Сходно с «Папиросницей» и не без ее влияния конструируется «Поцелуй Мэри Пикфорд» (1927), поставленный Сергеем Комаровым. Сделавшийся на время исполнителем кинотрюков билетер Гога Палкин занимает в концовке картины свою прежнюю позицию у входа в кинотеатр, внешнюю по отношению к миру фильмов, но зато обретает признание любимой — бездарной актрисы, которой не удается добиться от режиссера, чтобы ее взяли на роль. Обратное перевоплощение Гоги из кумира кинопублики в одного из тех, кто обслуживает ее, знаменуется стиранием «голливудского» грима — следов поцелуя, оставленных на его щеке Мэри Пикфорд, которая посетила Москву вместе с Дугласом Фэрбенксом. И «Папиросница», и «Поцелуй» — произведения, проводящие идеологию НЭПа, развлекательные комедии, посвященные приватной жизни и изображающие независимую от государства кинодеятельность. В «Доме на Трубной» Барнет, напротив того, предсказывает закат НЭПа и полицейское преследование частного предпринимательства. Но сколь бы ни были оппозитивны эти фильмы 1920-х годов по политической окраске и сколь бы ни различались они в качестве кинофикации реальности, с одной стороны, и обнажения киноприемов — с другой, они все вместе лишь вполовину, компромиссно авторефлексивны, нарушая тождество кино = кино.
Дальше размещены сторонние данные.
// Display predicates applied over engine outputs.
// The dashboard's sidebar filters boil down to these checks; they operate
// on the derived collections only, never on the raw snapshot.

use crate::commission::ErrorTag;
use crate::pipeline::ReconciliationRecord;
use crate::summary::{FinalStatus, OrderSummary};
use crate::taxonomy::EventType;
use chrono::NaiveDate;

/// Filter criteria; every field is optional and empty collections match
/// everything.
#[derive(Debug, Clone, Default)]
pub struct FilterCriteria {
    /// Substring match on the order number
    pub order_contains: Option<String>,

    /// Keep rows whose canonical type is in this set
    pub event_types: Option<Vec<EventType>>,

    /// Keep rows whose commission date falls inside this inclusive range
    /// (rows without a commission date are dropped when the range is set)
    pub commission_date_range: Option<(NaiveDate, NaiveDate)>,

    /// Keep rows carrying at least one of these error tags
    pub error_tags: Vec<ErrorTag>,

    /// Keep summaries whose final status is in this set
    pub statuses: Vec<FinalStatus>,
}

impl FilterCriteria {
    pub fn matches_row(&self, row: &ReconciliationRecord) -> bool {
        if let Some(fragment) = &self.order_contains {
            if !row.order_number.contains(fragment.as_str()) {
                return false;
            }
        }

        if let Some(types) = &self.event_types {
            if !types.contains(&row.event_type) {
                return false;
            }
        }

        if let Some((start, end)) = self.commission_date_range {
            match row.commission_date {
                Some(date) if date >= start && date <= end => {}
                _ => return false,
            }
        }

        if !self.error_tags.is_empty()
            && !self.error_tags.iter().any(|tag| row.errors.contains(tag))
        {
            return false;
        }

        true
    }

    pub fn matches_summary(&self, summary: &OrderSummary) -> bool {
        if let Some(fragment) = &self.order_contains {
            if !summary.order_number.contains(fragment.as_str()) {
                return false;
            }
        }

        if !self.statuses.is_empty() && !self.statuses.contains(&summary.final_status) {
            return false;
        }

        true
    }

    pub fn filter_rows<'a>(
        &self,
        rows: &'a [ReconciliationRecord],
    ) -> Vec<&'a ReconciliationRecord> {
        rows.iter().filter(|row| self.matches_row(row)).collect()
    }

    pub fn filter_summaries<'a>(
        &self,
        summaries: &'a [OrderSummary],
    ) -> Vec<&'a OrderSummary> {
        summaries
            .iter()
            .filter(|summary| self.matches_summary(summary))
            .collect()
    }
}

// ============================================================================
// TESTS
// ============================================================================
Фильмы, обнаруживающие свое подобие в объектной среде, и фильмы, опредмечивающие себя, имеют неодинаковую тропическую природу. В первом случае она метафорична (totum pro toto), поскольку кинопроизведение целиком замещается тем, что ему внеположно. «Дом на Трубной» сплошь составлен из видеометафор, из изобразительных удвоений: храм Христа Спасителя отражается в луже, лицо Парани — в самоваре; яростное выбивание ковра знаменует собой воображаемую схватку домработницы с соседкой-соперницей, влюбленной в ее земляка-шофера; все здание, в котором обитает парикмахер, меняет облик, превращается из буднично-хаотичного в празднично-упорядоченное, когда к жильцам приходит весть, что среди них есть делегатка Моссовета. Во втором случае кинориторика метонимична, так как метафильм, по определению, включает в себя фильм-объект только как свою часть, рассказывая, помимо этого, и о вне кинематографических явлениях. Картина Комарова центрирована на метономическом (синекдохическом) отпечатке помады на лице Гоги. В «Папироснице» Митюшин спасает женщину, якобы бросившуюся с моста в воду, но вылавливает вместо нее деталь куклы — голову в парике[1635]. В следующий раз тот же персонаж впадает в заблуждение, когда за сваленными в корзину нарядами ему мерещится метонимически опознанный труп той, которая их носила.